Rarely does a subtitle describe a book so well as this one encapsulates journalist Sterba’s experiences at the New England cabin of his friend, fellow writer and Pulitzer Prize-winner Frances “Frankie” FitzGerald. This is a work suffused with love of every stripe, from the romantic kind to the kind one might feel for a place, a way of life and a really good dinner. Although memoirs that arise from such contented sighs are sometimes overly sentimental, Sterba’s journalistic edge keeps the prose far from mushy. It also make for a strange yet delightful combination of elements. Mixed in with his tale of falling in love with Frankie are memories of his days reporting on Asia for the New York Times and the Wall Street Journal, thoughts about lobster and descriptions of prosaic events like brushing his teeth or reading the New Yorker. There are also some recipes that are probably best cooked at a cabin in Maine, after a bracing swim or a stroll through a town store that still sells penny candy. Sterba is a practical romantic who can dream away an afternoon on a sailboat but still hold a lively conversation about how tripartite boat ownership necessitates a concensus during an extensive naming session for the craft. As his relationship with the boat, Maine and cooking unfold over the course of one summer, so too does his romance with Frankie, all of it taking on the same vacation-like pace that’s suffused with leisure but quickens with bursts of activity. This is a beautiful memoir, giving a glimpse not just of a person but of a time and a place worth noting. Agent, Robert Lescher (July)
Forecast:Blurbs from Joan Didion, Tom Brokaw and David Halberstam, combined with release in the middle of vacation book reading season, should help this sell strongly.

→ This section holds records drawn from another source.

//! Whole-word phrase matching
//!
//! A phrase matches when it occurs case-insensitively and both ends sit on a
//! word boundary: the start/end of the text or a character that is not
//! alphanumeric. `stroke` matches "had a stroke." but not "keystroke".

use regex::{Regex, RegexBuilder};

use crate::error::{NlpError, NlpResult};

/// Precompiled whole-word matcher for one phrase
#[derive(Debug, Clone)]
pub struct WordPattern {
    phrase: String,
    regex: Regex,
}

impl WordPattern {
    pub fn new(phrase: &str) -> NlpResult<Self> {
        let pattern = format!(
            r"(?:^|[^\p{{L}}\p{{N}}]){}(?:$|[^\p{{L}}\p{{N}}])",
            regex::escape(phrase)
        );
        let regex = RegexBuilder::new(&pattern)
            .case_insensitive(true)
            .build()
            .map_err(|source| NlpError::Pattern {
                phrase: phrase.to_string(),
                source,
            })?;
        Ok(Self {
            phrase: phrase.to_string(),
            regex,
        })
    }

    pub fn phrase(&self) -> &str {
        &self.phrase
    }

    /// True if the phrase occurs in `text` as whole words
    pub fn is_match(&self, text: &str) -> bool {
        self.regex.is_match(text)
    }
}

/// Whole-word containment without a compiled pattern
///
/// Both strings must already be lowercase. Every occurrence of `phrase` is
/// tried, overlapping ones included, until one sits on word boundaries.
pub fn contains_whole_word(text: &str, phrase: &str) -> bool {
    if phrase.is_empty() {
        return false;
    }
    let mut from = 0;
    while let Some(offset) = text.get(from..).and_then(|rest| rest.find(phrase)) {
        let start = from + offset;
        let end = start + phrase.len();
        let before = text.get(..start).and_then(|head| head.chars().next_back());
        let after = text.get(end..).and_then(|tail| tail.chars().next());
        if is_boundary(before) && is_boundary(after) {
            return true;
        }
        // advance one char so overlapping occurrences are still seen
        let step = text
            .get(start..)
            .and_then(|rest| rest.chars().next())
            .map_or(1, char::len_utf8);
        from = start + step;
    }
    false
}

fn is_boundary(c: Option<char>) -> bool {
    !matches!(c, Some(c) if c.is_alphanumeric())
}

#[cfg(test)]
mod tests {
    use super::*;

    #[test]
    fn test_matches_whole_words_only() {
        let stroke = WordPattern::new("stroke").unwrap();
        assert!(stroke.is_match("history of stroke in 2019"));
        assert!(stroke.is_match("Stroke."));
        assert!(!stroke.is_match("keystroke logging"));
        assert!(!stroke.is_match("prestroke baseline"));
        assert!(!stroke.is_match("strokes"));
    }

    #[test]
    fn test_multi_word_phrases_and_case() {
        let sob = WordPattern::new("shortness of breath").unwrap();
        assert!(sob.is_match("Reports SHORTNESS OF BREATH on exertion"));
        assert!(!sob.is_match("shortness of breathing"));
    }

    #[test]
    fn test_regex_metacharacters_are_literal() {
        let pattern = WordPattern::new("covid.9 pneumonia").unwrap();
        assert!(!pattern.is_match("covid19 pneumonia"));
        assert!(pattern.is_match("r/o covid.9 pneumonia"));
        assert!(contains_whole_word("severe pre-eclampsia noted", "severe pre-eclampsia"));
        assert!(!contains_whole_word("covid19 pneumonia", "covid.9 pneumonia"));
    }

    #[test]
    fn test_punctuation_bounds_a_match() {
        assert!(contains_whole_word("(sepsis)", "sepsis"));
        assert!(contains_whole_word("dx:sepsis,", "sepsis"));
        assert!(!contains_whole_word("urosepsis", "sepsis"));
        assert!(contains_whole_word("dx_sepsis_confirmed", "sepsis"));
        assert!(!contains_whole_word("sepsis2", "sepsis"));
    }

    #[test]
    fn test_scan_skips_embedded_occurrences() {
        assert!(contains_whole_word("urosepsis then sepsis", "sepsis"));
        assert!(contains_whole_word("aaa aa", "aa"));
        assert!(!contains_whole_word("aaaa", "aa"));
        assert!(!contains_whole_word("sepsis", ""));
        assert!(contains_whole_word("fièvre, sepsis", "sepsis"));
        assert!(!contains_whole_word("ésepsis", "sepsis"));
    }

    #[test]
    fn test_scan_agrees_with_compiled_pattern() {
        let texts = [
            "history of stroke in 2019",
            "keystroke logging",
            "stroke.",
            "strokes",
            "post-stroke",
            "stroke_2",
        ];
        let stroke = WordPattern::new("stroke").unwrap();
        for text in texts {
            assert_eq!(
                contains_whole_word(text, "stroke"),
                stroke.is_match(text),
                "{text}"
            );
        }
    }
}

From Kirkus Reviews May 1, 2003:

Starred Review
   Journalist Sterba (Wall Street Journal) glowingly recalls Mount Desert, a Maine island where her and his wife, writer Frances FitzGerald, spend their summers.
   The cabin, surrounded by cedars, spruce, and pine trees, overlooks a fjord; an alternative view features seabirds and lobster-trap buoys. It’s full of books (as befits two authors) and also contains a fireplace made from local granite and a life-sized golden Buddha from Vietnam. Sterba came to the island in 1983 as FitzGerald’s weekend guest. The “entertainment” – better known as the FitzGerald Survival School – included jumps into the ocean’s icy waters and “walks up and down mountain that would have been called forced marches in many of the world’s armies.” But he survived and was invited for another weekend that fall; the next summer FitzGerald invited him for a week. They began seeing each other in New York and eventually married. Although the story takes place over one summer, each chapter includes delightful tangents: Sterba’s early years as a cub reporter with the New York Times, the art of mushrooming, the history of the island and its occupants. The author reminisces about the island’s chief librarian and part-time police officer, probably the only person in the area “working a working knowledge of both the Dewey decimal system and the police response code.” We also meet the poem-writing editor of the local paper (“Why doesn’t the woodpecker / Rattle his brains / When he hammers a tree / Or the windowpanes?”) and a freelance author with a secret past. (He starred in The Texas Chainsaw Massacre.) During the warm summer days, Sterba listens to marine radio (tracking rescue operations), the weather report, and the musings of lonely fishermen. Friends come to visit and are fed; recipes are recorded. The author’s prose is lovely, his self-deprecating humor endearing. Eventually, the summer and the book wind to a close: back to the real world, but not without a sigh of satisfaction.
   The perfect summer read about an exceptional summer destination. (Agent: Robert Lescher)

   A *star is assigned to books of unusual merit, determined by the editors of Kirkus Reviews.